Step 1 — Select CMS (Sitecore Website)
After installing Pathway from the Sitecore Cloud Portal Marketplace, click on it from the Apps section on your Home page. You will land on the migration creation screen.
Select "Sitecore website" as your source. The description says "Extract content from a Sitecore XM website." Give your migration a name and description, then click Next.
Step 1 — Selecting "Sitecore website" as the source and entering migration details
Notice there is also an "Any website" option here — that is the web crawling path I will cover in the next blog post.
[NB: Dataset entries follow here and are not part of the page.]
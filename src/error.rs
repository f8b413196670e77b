/// Crate-level error types for grantha conversion and validation.
use std::path::PathBuf;

/// All errors in grantha carry enough context to locate the problem without a
/// debugger: the document id, the offending ref, or the markup line.
///
/// Unresolved citations are deliberately absent: they are data
/// (`Resolution::Unresolved`), not failures.
#[allow(clippy::error_impl_error, reason = "crate-level error type")]
#[derive(Debug, thiserror::Error)]
pub enum Error {
    /// `.grantha.toml` exists but its structure is wrong for the requested edit.
    #[error("config parse failed: {}: {reason}", path.display())]
    ConfigParse {
        /// Config file that failed to parse.
        path: PathBuf,
        /// Description of the parse failure.
        reason: String,
    },

    /// A referenced input file does not exist on disk.
    #[error("file not found: {}", path.display())]
    FileNotFound {
        /// Path to the missing file.
        path: PathBuf,
    },

    /// Underlying I/O error from the filesystem.
    #[error("io: {0}")]
    Io(
        /// The wrapped I/O error.
        #[from]
        std::io::Error,
    ),

    /// JSON (de)serialization failed.
    #[error("json: {0}")]
    Json(
        /// The wrapped JSON error.
        #[from]
        serde_json::Error,
    ),

    /// Frontmatter is absent or unparseable, a fence is never closed, or a
    /// metadata comment carries invalid JSON.
    #[error("malformed markup at line {line}: {reason}")]
    MalformedMarkup {
        /// One-based line number in the markup file (0 when not line-specific).
        line: usize,
        /// Description of what was expected.
        reason: String,
    },

    /// A part file named in a multi-part manifest could not be loaded.
    #[error("part `{part}` could not be loaded: {reason}")]
    PartLoad {
        /// Part file name as listed in the manifest.
        part: String,
        /// Description of the load failure.
        reason: String,
    },

    /// The reconstructed document hashes differently from the hash stored at
    /// export time.
    #[error("round-trip hash mismatch for `{document}`: expected {expected}, got {actual}")]
    RoundTripHashMismatch {
        /// Recomputed hash of the reconstructed document.
        actual: String,
        /// Document id.
        document: String,
        /// Hash stored in the markup frontmatter.
        expected: String,
        /// Structural diff summary to help locate the loss.
        hint: String,
    },

    /// Heading nesting does not form a valid tree, or a ref has the wrong
    /// number of segments for the document structure.
    #[error("structure inconsistency in `{document}` at `{reference}`: {reason}")]
    StructureInconsistency {
        /// Document id.
        document: String,
        /// Description of the inconsistency.
        reason: String,
        /// Offending ref or heading text.
        reference: String,
    },

    /// TOML deserialization failed.
    #[error("toml deserialize: {0}")]
    TomlDe(
        /// The wrapped TOML deserialization error.
        #[from]
        toml::de::Error,
    ),

    /// TOML serialization failed.
    #[error("toml serialize: {0}")]
    TomlSer(
        /// The wrapped TOML serialization error.
        #[from]
        toml::ser::Error,
    ),

    /// An abbreviation edit named a document that has no abbreviations configured.
    #[error("no abbreviations configured for `{document}`")]
    UnknownAbbreviationTarget {
        /// Document id that was not found.
        document: String,
    },

    /// The filesystem watcher could not be set up.
    #[error("watch: {0}")]
    Watch(
        /// The wrapped notify error.
        #[from]
        notify::Error,
    ),
}
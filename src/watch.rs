//! File watcher: runs `check` on startup, then re-runs when documents change.

use std::path::{Path, PathBuf};
use std::process::ExitCode;
use std::time::Duration;

use notify::{RecursiveMode, Watcher as _};

use crate::commands;
use crate::diagnostics;
use crate::error;

/// Debounce delay between filesystem events and re-check.
const DEBOUNCE_MS: u64 = 100;

/// Create a filesystem watcher that signals document changes on the given
/// channel. Only markup, JSON, and config files count.
///
/// # Errors
///
/// Returns `Error::Watch` if the watcher cannot be created.
fn create_watcher(tx: crossbeam_channel::Sender<()>) -> Result<notify::RecommendedWatcher, error::Error> {
    let watcher = notify::recommended_watcher(move |res: Result<notify::Event, notify::Error>| {
        if let Ok(event) = res
            && matches!(
                event.kind,
                notify::EventKind::Create(_) | notify::EventKind::Modify(_) | notify::EventKind::Remove(_)
            )
            && event.paths.iter().any(|p| return is_relevant(p))
        {
            let _ = tx.send(());
        }
    })?;
    return Ok(watcher);
}

/// True for files whose change can alter a check result.
fn is_relevant(path: &Path) -> bool {
    return path.extension().is_some_and(|ext| return ext == "md" || ext == "json" || ext == "toml");
}

/// Entry point for the watch command.
///
/// Runs an initial check, then watches `path` recursively and re-checks on
/// changes. Returns the exit code of the last check when the watcher stops.
///
/// # Errors
///
/// Returns `Error::Watch` if the watcher cannot be set up.
pub fn run(path: &Path) -> Result<ExitCode, error::Error> {
    let target = if path.as_os_str().is_empty() { PathBuf::from(".") } else { path.to_path_buf() };

    eprintln!("watch: initial check");
    let mut last_code = run_check(&target);

    let (tx, rx) = crossbeam_channel::unbounded();
    let mut watcher = create_watcher(tx)?;
    watcher.watch(&target, RecursiveMode::Recursive)?;

    eprintln!("watch: monitoring {}, press Ctrl+C to stop", target.display());
    tracing::info!(path = %target.display(), "watching");

    while rx.recv().is_ok() {
        let debounce = Duration::from_millis(DEBOUNCE_MS);
        while rx.recv_timeout(debounce).is_ok() {}
        eprintln!("watch: change detected, re-checking...");
        last_code = run_check(&target);
    }

    return Ok(last_code);
}

/// Run check once and print the result. Returns the exit code from check.
fn run_check(path: &Path) -> ExitCode {
    return match commands::check(path) {
        Ok(code) => code,
        Err(e) => {
            diagnostics::print_error(&e);
            ExitCode::from(3_u8)
        },
    };
}

#[cfg(test)]
mod tests {
    use super::*;

    #[test]
    fn only_document_files_trigger_a_recheck() {
        assert!(is_relevant(Path::new("library/isavasya.md")));
        assert!(is_relevant(Path::new("library/katha/part1.json")));
        assert!(is_relevant(Path::new(".grantha.toml")));
        assert!(!is_relevant(Path::new("library/.isavasya.md.swp")));
        assert!(!is_relevant(Path::new("target/debug/grantha")));
    }
}
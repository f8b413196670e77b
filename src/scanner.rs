use std::sync::LazyLock;

use regex::{Captures, Regex};

use crate::types::{Content, Document};

/// `[label](ref:<abbr>/<path>)`.
#[allow(clippy::expect_used, reason = "pattern is a literal, checked by tests")]
static LINK_PATTERN: LazyLock<Regex> =
    LazyLock::new(|| return Regex::new(r"\[([^\]]+)\]\(ref:([^)/\s]+)/([^)\s]*)\)").expect("valid regex"));

/// `(<abbr> <path>)` where the path starts with an ASCII or Devanagari digit.
#[allow(clippy::expect_used, reason = "pattern is a literal, checked by tests")]
static PAREN_PATTERN: LazyLock<Regex> = LazyLock::new(|| {
    return Regex::new(r"\(\s*([^()\s0-9०-९][^()]*?)\s+([0-9०-९][^\s()]*)\s*\)").expect("valid regex");
});

/// A citation marker found in text, before resolution.
#[derive(Debug, Clone, PartialEq, Eq)]
pub struct Citation {
    /// Document abbreviation as written.
    pub abbreviation: String,
    /// Text to display for the citation.
    pub display_text: String,
    /// Marker syntax the citation used.
    pub form: CitationForm,
    /// Structural path as written.
    pub path: String,
    /// The full marker text.
    pub raw_text: String,
    /// Byte offset of the marker in the scanned text.
    pub start: usize,
}

/// Marker syntax of a citation.
#[derive(Debug, Clone, Copy, PartialEq, Eq)]
pub enum CitationForm {
    /// `[label](ref:abbr/path)`.
    Link,
    /// `(abbr path)`.
    Parenthetical,
}

/// Where in a document a citation was found.
#[derive(Debug, Clone, PartialEq, Eq)]
pub struct Site {
    /// `main`, `prefatory`, `concluding`, or `commentary/<id>`.
    pub list: String,
    /// Ref of the passage holding the citation.
    pub reference: String,
}

/// Extract citations from text in order of appearance. A parenthetical
/// match overlapping a link marker is dropped.
pub fn extract(text: &str) -> Vec<Citation> {
    let mut citations: Vec<Citation> = LINK_PATTERN
        .captures_iter(text)
        .filter_map(|cap| return parse_capture(&cap, CitationForm::Link))
        .collect();
    let links: Vec<(usize, usize)> = LINK_PATTERN.find_iter(text).map(|m| return (m.start(), m.end())).collect();

    for cap in PAREN_PATTERN.captures_iter(text) {
        let Some(whole) = cap.get(0) else { continue };
        let overlaps = links.iter().any(|(start, end)| return whole.start() < *end && *start < whole.end());
        if overlaps {
            continue;
        }
        if let Some(citation) = parse_capture(&cap, CitationForm::Parenthetical) {
            citations.push(citation);
        }
    }
    citations.sort_by_key(|c| return c.start);
    return citations;
}

/// Extract citations from every text field of a document, with their sites.
pub fn scan_document(document: &Document) -> Vec<(Site, Citation)> {
    let mut found = Vec::new();
    let lists = [("prefatory", &document.prefatory), ("main", &document.main), ("concluding", &document.concluding)];
    for (list, passages) in lists {
        for passage in passages {
            let site = Site { list: list.to_string(), reference: passage.reference.to_string() };
            scan_content(&passage.content, &site, &mut found);
        }
    }
    for commentary in &document.commentaries {
        for passage in &commentary.passages {
            let site = Site { list: format!("commentary/{}", commentary.id), reference: passage.reference.to_string() };
            for note in &passage.prefatory_notes {
                scan_content(&note.content, &site, &mut found);
            }
            scan_content(&passage.content, &site, &mut found);
        }
    }
    return found;
}

/// Build a citation from a link or parenthetical capture.
fn parse_capture(cap: &Captures<'_>, form: CitationForm) -> Option<Citation> {
    let whole = cap.get(0)?;
    let (display_text, abbreviation, path) = match form {
        CitationForm::Link => (cap.get(1)?.as_str(), cap.get(2)?.as_str(), cap.get(3)?.as_str()),
        CitationForm::Parenthetical => {
            let inner = whole.as_str().trim_start_matches('(').trim_end_matches(')').trim();
            (inner, cap.get(1)?.as_str(), cap.get(2)?.as_str())
        },
    };
    if abbreviation.trim().is_empty() {
        return None;
    }
    return Some(Citation {
        abbreviation: abbreviation.trim().to_string(),
        display_text: display_text.to_string(),
        form,
        path: path.to_string(),
        raw_text: whole.as_str().to_string(),
        start: whole.start(),
    });
}

/// Scan every text field of one content block.
fn scan_content(content: &Content, site: &Site, found: &mut Vec<(Site, Citation)>) {
    let fields = content.sanskrit.values().chain(&content.english_translation).chain(&content.english);
    for text in fields {
        for citation in extract(text) {
            found.push((site.clone(), citation));
        }
    }
}

#[cfg(test)]
#[allow(clippy::indexing_slicing, reason = "tests")]
mod tests {
    use super::*;

    #[test]
    fn extracts_parenthetical_citation_with_dotted_abbreviation() {
        let citations = extract("सदेव सोम्येदमग्र आसीत् (छां.उ. 6.2.1) इति श्रुतेः");
        assert_eq!(citations.len(), 1);
        assert_eq!(citations[0].abbreviation, "छां.उ.");
        assert_eq!(citations[0].path, "6.2.1");
        assert_eq!(citations[0].raw_text, "(छां.उ. 6.2.1)");
        assert_eq!(citations[0].form, CitationForm::Parenthetical);
    }

    #[test]
    fn extracts_devanagari_digits() {
        let citations = extract("(बृ.उ. ३.१.१)");
        assert_eq!(citations[0].path, "३.१.१");
    }

    #[test]
    fn extracts_link_marker_without_double_counting() {
        let citations = extract("see ([Shiksha valli](ref:tai/shiksha.1)) and (Br.Su. 1.1.1)");
        assert_eq!(citations.len(), 2);
        assert_eq!(citations[0].form, CitationForm::Link);
        assert_eq!(citations[0].display_text, "Shiksha valli");
        assert_eq!(citations[0].abbreviation, "tai");
        assert_eq!(citations[0].path, "shiksha.1");
        assert_eq!(citations[1].abbreviation, "Br.Su.");
    }

    #[test]
    fn ignores_plain_parentheses() {
        assert!(extract("(this is a remark) and (३)").is_empty());
    }
}
use thiserror::Error;

use crate::types::{CellCount, Coord};

#[derive(Error, Debug, Copy, Clone, PartialEq, Eq)]
pub enum GameError {
    #[error("invalid configuration: {bombs} bombs do not fit a {size}x{size} board")]
    InvalidConfig { size: Coord, bombs: CellCount },
    #[error("coordinates outside the board")]
    InvalidCoords,
    #[error("layout does not provide exactly {expected} distinct positions, got {actual}")]
    InvalidLayout {
        expected: CellCount,
        actual: CellCount,
    },
}

pub type Result<T> = core::result::Result<T, GameError>;
use std::collections::BTreeSet;

use crate::error::{GameError, Result};
use crate::types::{CellCount, Coord2};
use crate::GameConfig;

pub use random::*;

mod random;

/// Produces the mine positions for one game.
///
/// Implementations must return exactly `config.bombs` distinct in-bounds
/// positions for any config the board has already validated.
pub trait MinefieldGenerator {
    fn generate(self, config: GameConfig) -> Result<BTreeSet<Coord2>>;
}

/// Explicit mine layout, for deterministic scenarios and replays.
#[derive(Clone, Debug, PartialEq)]
pub struct FixedGenerator {
    coords: Vec<Coord2>,
}

impl FixedGenerator {
    pub fn new(coords: impl Into<Vec<Coord2>>) -> Self {
        Self {
            coords: coords.into(),
        }
    }
}

impl MinefieldGenerator for FixedGenerator {
    fn generate(self, config: GameConfig) -> Result<BTreeSet<Coord2>> {
        let mut positions = BTreeSet::new();
        for coords in self.coords {
            if coords.0 >= config.size || coords.1 >= config.size {
                return Err(GameError::InvalidCoords);
            }
            positions.insert(coords);
        }

        if positions.len() != usize::from(config.bombs) {
            return Err(GameError::InvalidLayout {
                expected: config.bombs,
                actual: positions.len() as CellCount,
            });
        }

        Ok(positions)
    }
}

#[cfg(test)]
mod tests {
    use super::*;

    #[test]
    fn fixed_layout_rejects_out_of_bounds_mines() {
        let generator = FixedGenerator::new([(3, 0)]);
        let result = generator.generate(GameConfig::new(3, 1));
        assert_eq!(result, Err(GameError::InvalidCoords));
    }

    #[test]
    fn fixed_layout_rejects_duplicate_positions() {
        let generator = FixedGenerator::new([(0, 0), (0, 0)]);
        let result = generator.generate(GameConfig::new(3, 2));
        assert_eq!(
            result,
            Err(GameError::InvalidLayout {
                expected: 2,
                actual: 1
            })
        );
    }

    #[test]
    fn fixed_layout_rejects_count_mismatch() {
        let generator = FixedGenerator::new([(0, 1)]);
        let result = generator.generate(GameConfig::new(3, 2));
        assert_eq!(
            result,
            Err(GameError::InvalidLayout {
                expected: 2,
                actual: 1
            })
        );
    }

    #[test]
    fn fixed_layout_yields_requested_mines() {
        let generator = FixedGenerator::new([(0, 1), (2, 2)]);
        let positions = generator.generate(GameConfig::new(3, 2)).unwrap();
        assert_eq!(positions, BTreeSet::from([(0, 1), (2, 2)]));
    }
}
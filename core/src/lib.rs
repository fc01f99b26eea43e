use serde::{Deserialize, Serialize};

pub use board::*;
pub use error::*;
pub use generator::*;
pub use tile::*;
pub use types::*;

mod board;
mod error;
mod generator;
mod tile;
mod types;

#[derive(Copy, Clone, Debug, PartialEq, Serialize, Deserialize)]
pub struct GameConfig {
    pub size: Coord,
    pub bombs: CellCount,
}

impl GameConfig {
    pub const fn new(size: Coord, bombs: CellCount) -> Self {
        Self { size, bombs }
    }

    /// Standard difficulty table: bomb counts scale linearly with board
    /// area relative to the 8x8 base.
    pub const fn preset(size: Coord, difficulty: Difficulty) -> Self {
        // widened so Expert on the largest boards cannot overflow
        let bombs = difficulty.base_bombs() as u32 * mult(size, size) as u32 / 64;
        Self::new(size, bombs as CellCount)
    }

    /// The board requires `size >= 1` and fewer bombs than tiles; anything
    /// else is a caller bug, not a playable game.
    pub fn validate(&self) -> Result<()> {
        if self.size >= 1 && self.bombs < self.total_tiles() {
            Ok(())
        } else {
            Err(GameError::InvalidConfig {
                size: self.size,
                bombs: self.bombs,
            })
        }
    }

    pub const fn total_tiles(&self) -> CellCount {
        mult(self.size, self.size)
    }

    pub const fn safe_tiles(&self) -> CellCount {
        self.total_tiles() - self.bombs
    }
}

impl Default for GameConfig {
    /// The classic opening game: 8x8 with 10 bombs.
    fn default() -> Self {
        Self::preset(8, Difficulty::Normal)
    }
}

/// Difficulty presets offered to the player, paired with board sizes of
/// 8, 16, or 32.
#[derive(Copy, Clone, Debug, PartialEq, Eq, Serialize, Deserialize)]
pub enum Difficulty {
    Normal,
    Hard,
    Expert,
}

impl Difficulty {
    /// Bomb count on the 8x8 base board.
    pub const fn base_bombs(self) -> CellCount {
        match self {
            Self::Normal => 10,
            Self::Hard => 15,
            Self::Expert => 20,
        }
    }
}

#[cfg(test)]
mod tests {
    use super::*;

    #[test]
    fn default_config_is_the_classic_game() {
        let config = GameConfig::default();
        assert_eq!(config, GameConfig::new(8, 10));
        assert!(config.validate().is_ok());
    }

    #[test]
    fn presets_scale_with_board_area() {
        assert_eq!(GameConfig::preset(8, Difficulty::Hard).bombs, 15);
        assert_eq!(GameConfig::preset(16, Difficulty::Normal).bombs, 40);
        assert_eq!(GameConfig::preset(16, Difficulty::Expert).bombs, 80);
        assert_eq!(GameConfig::preset(32, Difficulty::Normal).bombs, 160);
        assert_eq!(GameConfig::preset(32, Difficulty::Expert).bombs, 320);
    }

    #[test]
    fn preset_bomb_counts_stay_playable() {
        for &size in &[8, 16, 32] {
            for &difficulty in &[Difficulty::Normal, Difficulty::Hard, Difficulty::Expert] {
                assert!(GameConfig::preset(size, difficulty).validate().is_ok());
            }
        }
    }

    #[test]
    fn overfull_config_is_rejected() {
        assert!(GameConfig::new(2, 4).validate().is_err());
        assert!(GameConfig::new(0, 0).validate().is_err());
        assert!(GameConfig::new(1, 0).validate().is_ok());
    }
}
use serde::{Deserialize, Serialize};

use crate::types::Coord;

/// One grid cell. Mutated only through `Board` commands.
#[derive(Copy, Clone, Debug, PartialEq, Eq, Serialize, Deserialize)]
pub struct Tile {
    pub(crate) hidden: bool,
    pub(crate) flagged: bool,
    pub(crate) contains_bomb: bool,
    pub(crate) peeking: bool,
    pub(crate) exploded: bool,
    pub(crate) bomb_touch_count: u8,
    row: Coord,
    column: Coord,
}

impl Tile {
    pub(crate) fn new(row: Coord, column: Coord) -> Self {
        Self {
            hidden: true,
            flagged: false,
            contains_bomb: false,
            peeking: false,
            exploded: false,
            bomb_touch_count: 0,
            row,
            column,
        }
    }

    /// Clears all state except the position identity, for in-place reuse
    /// across consecutive games on a same-sized board.
    pub(crate) fn reset(&mut self) {
        *self = Self::new(self.row, self.column);
    }

    pub const fn hidden(&self) -> bool {
        self.hidden
    }

    pub const fn flagged(&self) -> bool {
        self.flagged
    }

    pub const fn contains_bomb(&self) -> bool {
        self.contains_bomb
    }

    pub const fn peeking(&self) -> bool {
        self.peeking
    }

    pub const fn exploded(&self) -> bool {
        self.exploded
    }

    /// Number of adjacent bombs. Meaningful only once the tile is revealed
    /// and is not itself a bomb.
    pub const fn bomb_touch_count(&self) -> u8 {
        self.bomb_touch_count
    }

    pub const fn row(&self) -> Coord {
        self.row
    }

    pub const fn column(&self) -> Coord {
        self.column
    }

    pub const fn position(&self) -> (Coord, Coord) {
        (self.row, self.column)
    }

    /// Display classification, recomputed on demand from the tile state.
    ///
    /// Precedence: exploded, then covered (flagged or plain) unless peeking,
    /// then wrong flag, then bomb, then empty, then the numeric label.
    pub fn style(&self) -> TileStyle {
        use TileStyle::*;

        if self.exploded {
            return Exploded;
        }
        if self.hidden && !self.peeking {
            return if self.flagged { Flagged } else { Hidden };
        }
        if !self.hidden && self.flagged && !self.contains_bomb {
            return WrongFlag;
        }
        if self.contains_bomb {
            return Bomb;
        }
        if self.bomb_touch_count == 0 {
            return Empty;
        }
        Number(self.bomb_touch_count)
    }
}

/// What a renderer should draw for a tile. Deterministic over the tile
/// state, no hidden inputs.
#[derive(Copy, Clone, Debug, PartialEq, Eq, Serialize, Deserialize)]
pub enum TileStyle {
    Exploded,
    Flagged,
    Hidden,
    WrongFlag,
    Bomb,
    Empty,
    Number(u8),
}
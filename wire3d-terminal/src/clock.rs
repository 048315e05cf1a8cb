/// Wall-clock model of a handheld LCD's vertical counter
use std::time::{Duration, Instant};
use wire3d_core::ScanlineSource;

/// 1232 dot clocks at 16.78 MHz
const LINE_PERIOD: Duration = Duration::from_nanos(73_433);
const VISIBLE_LINES: u16 = 160;
const TOTAL_LINES: u16 = 228;

/// Derives the current scanline from time elapsed since creation, giving a
/// refresh rate of about 59.73 Hz.
#[derive(Debug, Clone)]
pub struct RasterClock {
    start: Instant,
    line_period: Duration,
    visible: u16,
    total: u16,
}

impl Default for RasterClock {
    fn default() -> Self {
        Self::new()
    }
}

impl RasterClock {
    pub fn new() -> Self {
        Self::with_timing(LINE_PERIOD, VISIBLE_LINES, TOTAL_LINES)
    }

    pub fn with_timing(line_period: Duration, visible: u16, total: u16) -> Self {
        Self {
            start: Instant::now(),
            line_period,
            visible,
            total,
        }
    }

    /// Length of one full refresh
    pub fn frame_period(&self) -> Duration {
        self.line_period * self.total as u32
    }

    /// Scanline after `elapsed` time
    pub fn line_at(&self, elapsed: Duration) -> u16 {
        let lines = elapsed.as_nanos() / self.line_period.as_nanos().max(1);
        (lines % self.total as u128) as u16
    }
}

impl ScanlineSource for RasterClock {
    fn vcount(&mut self) -> u16 {
        self.line_at(self.start.elapsed())
    }

    fn visible_lines(&self) -> u16 {
        self.visible
    }

    fn idle(&mut self) {
        spin_sleep::sleep(self.line_period);
    }
}
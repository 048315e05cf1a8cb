/// Frame driver: one call to `step` renders and presents one frame
use crate::clip::{Clip, Segment, Viewport};
use crate::config::RenderConfig;
use crate::display::{Buttons, DisplayPort};
use crate::error::Error;
use crate::framebuffer::Framebuffer;
use crate::geometry::{Mesh, MeshKind};
use crate::palette;
use crate::projection::{Camera, ProjectedPoint, ProjectionMode};
use crate::transform::{AnimationState, Transform};
use crate::trig::TrigTable;

/// What is on screen, for overlays to report
#[derive(Debug, Clone, Copy, PartialEq, Eq)]
pub struct Selection {
    pub mesh: MeshKind,
    pub camera: ProjectionMode,
}

/// Per-frame edge counts
#[derive(Debug, Clone, Copy, PartialEq, Eq, Default)]
pub struct FrameStats {
    pub vertices: usize,
    /// Edges drawn without clipping
    pub edges_drawn: usize,
    /// Edges shortened to the viewport and drawn
    pub edges_clipped: usize,
    /// Edges entirely outside the viewport
    pub edges_rejected: usize,
    /// Edges with an endpoint behind the viewer
    pub edges_hidden: usize,
}

/// Owns all renderer state. Everything is allocated in [`FrameDriver::new`].
pub struct FrameDriver {
    config: RenderConfig,
    trig: TrigTable,
    cube: Mesh,
    torus: Mesh,
    selection: Selection,
    animation: AnimationState,
    last_buttons: Buttons,
    viewport: Viewport,
    projected: Vec<ProjectedPoint>,
    framebuffer: Framebuffer,
}

impl FrameDriver {
    pub fn new(config: RenderConfig) -> Result<Self, Error> {
        config.validate()?;

        let trig = TrigTable::new(config.angle_period, config.frac_bits);
        let cube = Mesh::cube(config.cube_half_extent);
        let torus = Mesh::torus(&config.torus, &trig)?;
        let capacity = cube.vertex_count().max(torus.vertex_count());

        tracing::info!(
            width = config.width,
            height = config.height,
            frac_bits = config.frac_bits,
            angle_period = config.angle_period,
            "frame driver ready"
        );

        Ok(Self {
            selection: Selection {
                mesh: config.initial_mesh,
                camera: config.initial_camera,
            },
            animation: AnimationState::default(),
            last_buttons: Buttons::empty(),
            viewport: Viewport::new(config.width, config.height),
            projected: Vec::with_capacity(capacity),
            framebuffer: Framebuffer::new(config.width as usize, config.height as usize),
            trig,
            cube,
            torus,
            config,
        })
    }

    pub fn config(&self) -> &RenderConfig {
        &self.config
    }

    pub fn trig(&self) -> &TrigTable {
        &self.trig
    }

    pub fn selection(&self) -> Selection {
        self.selection
    }

    pub fn animation(&self) -> AnimationState {
        self.animation
    }

    pub fn framebuffer(&self) -> &Framebuffer {
        &self.framebuffer
    }

    pub fn mesh(&self, kind: MeshKind) -> &Mesh {
        match kind {
            MeshKind::Cube => &self.cube,
            MeshKind::Torus => &self.torus,
        }
    }

    /// Render one frame into the back page, wait for vblank, flip, present
    /// the new front page and advance the animation.
    pub fn step<D: DisplayPort>(&mut self, display: &mut D) -> Result<FrameStats, D::Error> {
        let buttons = display.read_input()?;
        self.handle_input(buttons);

        let stats = self.render();

        display.wait_vblank()?;
        self.framebuffer.flip();
        display.present(self.framebuffer.front_page())?;

        self.animation
            .advance(&self.config.deltas, self.config.angle_period);

        tracing::trace!(?stats, "frame");
        Ok(stats)
    }

    fn handle_input(&mut self, buttons: Buttons) {
        let pressed = buttons.pressed_since(self.last_buttons);
        self.last_buttons = buttons;

        if pressed.contains(Buttons::A) {
            self.selection.mesh = self.selection.mesh.toggled();
            tracing::debug!(mesh = self.selection.mesh.name(), "mesh toggled");
        }
        if pressed.contains(Buttons::B) {
            self.selection.camera = self.selection.camera.toggled();
            tracing::debug!(camera = self.selection.camera.name(), "camera toggled");
        }
    }

    /// Draw the current selection into the back page.
    pub fn render(&mut self) -> FrameStats {
        let transform = Transform::for_frame(&self.animation, &self.trig);
        let camera = Camera::new(&self.config, self.selection.camera);
        let frac_bits = self.config.frac_bits;

        let mesh = match self.selection.mesh {
            MeshKind::Cube => &self.cube,
            MeshKind::Torus => &self.torus,
        };

        self.projected.clear();
        self.projected.extend(
            mesh.vertices()
                .iter()
                .map(|v| camera.project(&transform.apply(v))),
        );

        self.framebuffer.clear(palette::BACKGROUND);

        let mut stats = FrameStats {
            vertices: mesh.vertex_count(),
            ..FrameStats::default()
        };
        for edge in mesh.edges() {
            let start = self.projected[edge.start as usize].visible();
            let end = self.projected[edge.end as usize].visible();
            let (Some(start), Some(end)) = (start, end) else {
                stats.edges_hidden += 1;
                continue;
            };

            let segment = match self.viewport.clip(Segment::new(start, end), frac_bits) {
                Clip::Accepted(s) => {
                    stats.edges_drawn += 1;
                    s
                }
                Clip::Clipped(s) => {
                    stats.edges_clipped += 1;
                    s
                }
                Clip::Rejected => {
                    stats.edges_rejected += 1;
                    continue;
                }
            };
            self.framebuffer.draw_line(
                segment.start.x,
                segment.start.y,
                segment.end.x,
                segment.end.y,
                palette::LINE,
            );
        }
        stats
    }
}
Step 2 — Configure SitecoreAI Instance
Step 2 is the most involved part of the setup. There are three things happening on this screen:
1. Configure target environment — On the left, select your target SitecoreAI environment and site. The site path auto-populates based on your selection and gets locked after you initialize the migration.
2. Upload target SitecoreAI structure — In the middle section, upload your xmc-structure.json file. This tells Pathway what templates, renderings, and page designs exist in your target environment so it knows what to map to.
3. Generate storage for source data — Below that, Pathway generates an Azure Blob Storage URL. This is where your extracted source data will be uploaded. Copy this URL — you will need it when running the XMComponentExtraction tool.
Step 2 — Configuration screen with target environment, structure upload, and Azure Blob Storage URL
Click "Migration Initialized" to start. You will see a confirmation message "Migration initialized successfully." The Migration Summary panel on the right shows all the details.
When you click "Read instruction here" next to the SitecoreAI Structure section, a popup appears with instructions to download the CMSExportStructure package.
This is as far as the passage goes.